Chief Justice Roberts gave an address at Georgetown in which he lauds the virtues of deciding cases, where possible, narrowly and unanimously:

“If it is not necessary to decide more to a case, then in my view it is necessary not to decide more to a case,” Roberts said. “Division should not be artificially suppressed, but the rule of law benefits from a broader agreement. The broader the agreement among the justices, the more likely it is a decision on the narrowest possible grounds.”

Its not clear that Roberts’ prediction (that consensus on the Court yields clarity, precision, and narrowness) is right. Consensus-building in Congress, another multi-member voting body, is purchased at the price of legal fuzziness. The more amorphous and open-ended the statute–the more the statute defers tough questions–the more members of Congress agree to add their names to it.


While consensus building on the Supreme Court is a simpler prospect, there’s no reason to think the same basic dynamic won’t apply here too: Supreme Court justices will purchase broad agreement at the price of clarity, harming the rule of law.


Indeed, as I discuss at the end of this online debate, this may be the lesson of one of Roberts’ earliest opinions (in Rumsfeld v. FAIR). There, the Court was asked to decide whether Congress violated law schools’ free speech rights by threatening to withdraw federal funding unless the schools sponsored JAG recruiters on campus. The Court unanimously rejected the law schools’ First Amendment claims. But in the course of doing so, it reached a question it didn’t have to reach: the scope of deference owed to Congress when it regulates “military affairs.” Worse, the Court’s cursory discussion of military affairs deference is exceedingly unclear and could be read to mean that judicial enforcement of the Bill of Rights is at a vanishingly low ebb when Congress raises and supports armies. 


As even the National Review admits, this aside is troubling and deserves clarification. But it may also be a by-product of Roberts’ drive for consensus: Some justices may have joined the Court’s ruling on the First Amendment only if there was some hedge that allowed them to distinguish the First Amendment ruling in a later, different case. Adding in a bit about military deference may have been the hedge that brought those justices on board, allowing them to rule differently in a case that didn’t involve national security.

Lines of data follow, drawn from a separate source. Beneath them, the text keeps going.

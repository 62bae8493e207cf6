//! UNet fine-tuning on (latent, caption) pairs.
//!
//! Each step noises a batch of latents at random timesteps, asks the
//! trainable network for the schedule's training target (the noise, or the
//! velocity for v-prediction pipelines) given the noisy latents and the
//! caption embeddings, and minimizes the mean squared error. Gradients are
//! summed over `gradient_accumulation_steps` micro-batches before AdamW
//! updates the weights.

use std::path::{Path, PathBuf};

use anyhow::{Context, Result};
use candle_core::backprop::GradStore;
use candle_core::{DType, Device, Module, Tensor};
use candle_nn::{AdamW, Optimizer, ParamsAdamW, VarMap};
use candle_transformers::models::stable_diffusion::unet_2d::UNet2DConditionModel;
use indicatif::{ProgressBar, ProgressStyle};
use rand::{rngs::StdRng, seq::SliceRandom, Rng, SeedableRng};
use serde_json::json;

use crate::dataset::{Batch, LatentSource, TrainingDataset};
use crate::{seeded_randn, ModelFamily};

mod pipeline;

pub use pipeline::{
    export_pipeline, load_trainable_unet, load_training_components, load_vae,
    load_varmap_weights, PipelineExport, TrainingComponents,
};
pub use crate::schedule::{NoiseSchedule, NoiseScheduleConfig};

pub const CHECKPOINT_WEIGHTS: &str = "unet/diffusion_pytorch_model.safetensors";

/// Predicts the noise mixed into `noisy_latents`, or whatever other target
/// the pipeline's prediction type asks for.
pub trait NoisePredictor {
    fn predict_noise(
        &self,
        noisy_latents: &Tensor,
        timesteps: &[usize],
        encoder_hidden_states: &Tensor,
    ) -> Result<Tensor>;
}

impl NoisePredictor for UNet2DConditionModel {
    // The candle UNet takes one timestep per call, so examples run one by one.
    fn predict_noise(
        &self,
        noisy_latents: &Tensor,
        timesteps: &[usize],
        encoder_hidden_states: &Tensor,
    ) -> Result<Tensor> {
        let mut preds = Vec::with_capacity(timesteps.len());
        for (i, &t) in timesteps.iter().enumerate() {
            let xs = noisy_latents.narrow(0, i, 1)?;
            let hidden = encoder_hidden_states.narrow(0, i, 1)?;
            preds.push(self.forward(&xs, t as f64, &hidden)?);
        }
        Ok(Tensor::cat(&preds, 0)?)
    }
}

#[derive(Debug, Clone)]
pub struct TrainingConfig {
    pub family: ModelFamily,
    pub output_dir: PathBuf,
    pub train_batch_size: usize,
    pub gradient_accumulation_steps: usize,
    pub learning_rate: f64,
    pub max_train_steps: usize,
    pub seed: u64,
    /// Recorded in each checkpoint so it loads with the base pipeline's
    /// text encoder, VAE, tokenizer and scheduler.
    pub base_model: Option<String>,
}

impl Default for TrainingConfig {
    fn default() -> Self {
        Self {
            family: ModelFamily::V1_5,
            output_dir: PathBuf::from("./models/clothes-diffusion"),
            train_batch_size: 1,
            gradient_accumulation_steps: 4,
            learning_rate: 1e-5,
            max_train_steps: 1000,
            seed: 42,
            base_model: None,
        }
    }
}

/// Save at least every 100 steps, or every tenth of the run if that is longer.
pub fn checkpoint_interval(max_train_steps: usize) -> usize {
    100.max(max_train_steps / 10)
}

pub fn checkpoint_dir(output_dir: &Path, step: usize) -> PathBuf {
    output_dir.join(format!("checkpoint-{step}"))
}

#[derive(Debug, Clone, Copy, PartialEq, Eq)]
pub enum TrainingState {
    Idle,
    EncodingBatch,
    Noising,
    Predicting,
    LossComputed,
    OptimizerStepped,
    Checkpointing,
    Done,
}

#[derive(Debug, Clone)]
pub struct TrainingSummary {
    pub steps: usize,
    pub optimizer_steps: usize,
    pub epochs: usize,
    pub final_loss: f32,
    pub checkpoints: Vec<PathBuf>,
}

pub struct Trainer<P, E> {
    config: TrainingConfig,
    predictor: P,
    text_encoder: E,
    params: VarMap,
    schedule: NoiseSchedule,
    optimizer: AdamW,
    device: Device,
    rng: StdRng,
    state: TrainingState,
    global_step: usize,
    optimizer_steps: usize,
    pending: Option<GradStore>,
    pending_micro_batches: usize,
    checkpoints: Vec<PathBuf>,
}

impl<P: NoisePredictor, E: Module> Trainer<P, E> {
    /// `params` must hold exactly the trainable variables of `predictor`.
    pub fn new(
        config: TrainingConfig,
        predictor: P,
        text_encoder: E,
        params: VarMap,
        schedule: NoiseSchedule,
        device: Device,
    ) -> Result<Self> {
        anyhow::ensure!(config.max_train_steps > 0, "max_train_steps must be positive");
        anyhow::ensure!(config.train_batch_size > 0, "train_batch_size must be positive");
        anyhow::ensure!(
            config.gradient_accumulation_steps > 0,
            "gradient_accumulation_steps must be positive"
        );
        let optimizer = AdamW::new(
            params.all_vars(),
            ParamsAdamW {
                lr: config.learning_rate,
                ..Default::default()
            },
        )?;
        Ok(Self {
            rng: StdRng::seed_from_u64(config.seed),
            config,
            predictor,
            text_encoder,
            params,
            schedule,
            optimizer,
            device,
            state: TrainingState::Idle,
            global_step: 0,
            optimizer_steps: 0,
            pending: None,
            pending_micro_batches: 0,
            checkpoints: Vec::new(),
        })
    }

    pub fn state(&self) -> TrainingState {
        self.state
    }

    pub fn global_step(&self) -> usize {
        self.global_step
    }

    pub fn optimizer_steps(&self) -> usize {
        self.optimizer_steps
    }

    pub fn params(&self) -> &VarMap {
        &self.params
    }

    pub fn schedule(&self) -> &NoiseSchedule {
        &self.schedule
    }

    pub fn checkpoints(&self) -> &[PathBuf] {
        &self.checkpoints
    }

    /// One micro-batch: noise, predict, backpropagate, and step the
    /// optimizer or write a checkpoint when their turn comes. Returns the loss.
    pub fn train_step(&mut self, batch: &Batch) -> Result<f32> {
        self.state = TrainingState::EncodingBatch;
        let latents = batch.latents.to_device(&self.device)?.to_dtype(DType::F32)?;
        let input_ids = batch.input_ids.to_device(&self.device)?;
        let encoder_hidden_states = self.text_encoder.forward(&input_ids)?.detach();

        self.state = TrainingState::Noising;
        let noise = seeded_randn(latents.shape().clone(), &mut self.rng, &self.device)?;
        let num_timesteps = self.schedule.num_train_timesteps();
        let timesteps: Vec<usize> = (0..latents.dim(0)?)
            .map(|_| self.rng.gen_range(0..num_timesteps))
            .collect();
        let noisy_latents = self.schedule.add_noise(&latents, &noise, &timesteps)?;

        self.state = TrainingState::Predicting;
        let pred = self
            .predictor
            .predict_noise(&noisy_latents, &timesteps, &encoder_hidden_states)?;

        let target = self.schedule.training_target(&latents, &noise, &timesteps)?;
        let loss = candle_nn::loss::mse(&pred.to_dtype(DType::F32)?, &target)?;
        self.state = TrainingState::LossComputed;
        let loss_value = loss.to_scalar::<f32>()?;

        let scaled = (loss / self.config.gradient_accumulation_steps as f64)?;
        self.accumulate(scaled.backward()?)?;
        self.global_step += 1;

        let last_step = self.global_step >= self.config.max_train_steps;
        if self.pending_micro_batches == self.config.gradient_accumulation_steps || last_step {
            self.apply_gradients()?;
        }
        if self.global_step % checkpoint_interval(self.config.max_train_steps) == 0 {
            self.save_checkpoint(self.global_step)?;
        }
        Ok(loss_value)
    }

    fn accumulate(&mut self, grads: GradStore) -> Result<()> {
        self.pending_micro_batches += 1;
        let Some(mut acc) = self.pending.take() else {
            self.pending = Some(grads);
            return Ok(());
        };
        for var in self.params.all_vars() {
            let Some(grad) = grads.get(var.as_tensor()) else {
                continue;
            };
            let sum = match acc.get(var.as_tensor()) {
                Some(prev) => (prev + grad)?,
                None => grad.clone(),
            };
            acc.insert(var.as_tensor(), sum);
        }
        self.pending = Some(acc);
        Ok(())
    }

    fn apply_gradients(&mut self) -> Result<()> {
        if let Some(grads) = self.pending.take() {
            self.optimizer.step(&grads)?;
            self.optimizer_steps += 1;
        }
        self.pending_micro_batches = 0;
        self.state = TrainingState::OptimizerStepped;
        Ok(())
    }

    pub fn save_checkpoint(&mut self, step: usize) -> Result<PathBuf> {
        self.state = TrainingState::Checkpointing;
        let dir = checkpoint_dir(&self.config.output_dir, step);
        let weights = dir.join(CHECKPOINT_WEIGHTS);
        if let Some(parent) = weights.parent() {
            std::fs::create_dir_all(parent)
                .with_context(|| format!("failed to create {}", parent.display()))?;
        }
        self.params
            .save(&weights)
            .with_context(|| format!("failed to save {}", weights.display()))?;
        let config = json!({
            "_class_name": "UNet2DConditionModel",
            "family": self.config.family,
            "global_step": step,
        });
        std::fs::write(
            dir.join("unet").join("config.json"),
            serde_json::to_string_pretty(&config)?,
        )?;
        let index = json!({
            "_class_name": self.config.family.pipeline_class(),
            "family": self.config.family,
            "base_model": self.config.base_model,
        });
        std::fs::write(
            dir.join("model_index.json"),
            serde_json::to_string_pretty(&index)?,
        )?;
        tracing::info!("Saved checkpoint at step {step} to {}", dir.display());
        self.checkpoints.push(dir.clone());
        Ok(dir)
    }

    /// Trains until `max_train_steps` micro-batches have run, reshuffling
    /// the dataset at every epoch boundary.
    pub fn run<S: LatentSource>(&mut self, dataset: &TrainingDataset<S>) -> Result<TrainingSummary> {
        anyhow::ensure!(!dataset.is_empty(), "the training dataset is empty");
        std::fs::create_dir_all(&self.config.output_dir).with_context(|| {
            format!("failed to create {}", self.config.output_dir.display())
        })?;
        let max_steps = self.config.max_train_steps;
        tracing::info!(
            "Starting training: {} examples, {max_steps} steps, batch size {}, accumulation {}",
            dataset.len(),
            self.config.train_batch_size,
            self.config.gradient_accumulation_steps
        );

        let progress = ProgressBar::new(max_steps as u64);
        progress.set_style(
            ProgressStyle::with_template("{prefix} {bar:40} {pos}/{len} {msg} [{elapsed_precise}]")
                .unwrap_or_else(|_| ProgressStyle::default_bar()),
        );

        let mut order: Vec<usize> = (0..dataset.len()).collect();
        let mut epochs = 0;
        let mut final_loss = f32::NAN;
        while self.global_step < max_steps {
            order.shuffle(&mut self.rng);
            progress.set_prefix(format!("Epoch {epochs}"));
            for chunk in order.chunks(self.config.train_batch_size) {
                let batch = dataset.collate(chunk)?;
                final_loss = self.train_step(&batch)?;
                progress.inc(1);
                progress.set_message(format!("loss: {final_loss:.4}"));
                if self.global_step >= max_steps {
                    break;
                }
            }
            epochs += 1;
        }
        progress.finish_and_clear();

        // A checkpoint-N left in output_dir by an earlier run is overwritten.
        let final_dir = checkpoint_dir(&self.config.output_dir, max_steps);
        if !self.checkpoints.contains(&final_dir) {
            self.save_checkpoint(max_steps)?;
        }
        self.state = TrainingState::Done;
        tracing::info!("Training complete after {max_steps} steps, final loss {final_loss:.4}");
        Ok(TrainingSummary {
            steps: self.global_step,
            optimizer_steps: self.optimizer_steps,
            epochs,
            final_loss,
            checkpoints: self.checkpoints.clone(),
        })
    }
}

But other justices may have been wary about the scope of deference in this area. Therefore it was necessary to discuss military deference in a vague way in order to belay these fears. The result: an opinion that inadvertently muddies the scope of civil liberties in the shadow of military-related legislation, inviting envelope pushing by Congress and the President.


The lesson: Sometimes being narrow requires hedging. And sometimes consensus requires wishy-washiness. Hedging and wishy-washiness in turn make the law less clear. That may give government officials more discretion to boss us around, while leaving the rest of us in the dark about the scope of our rights.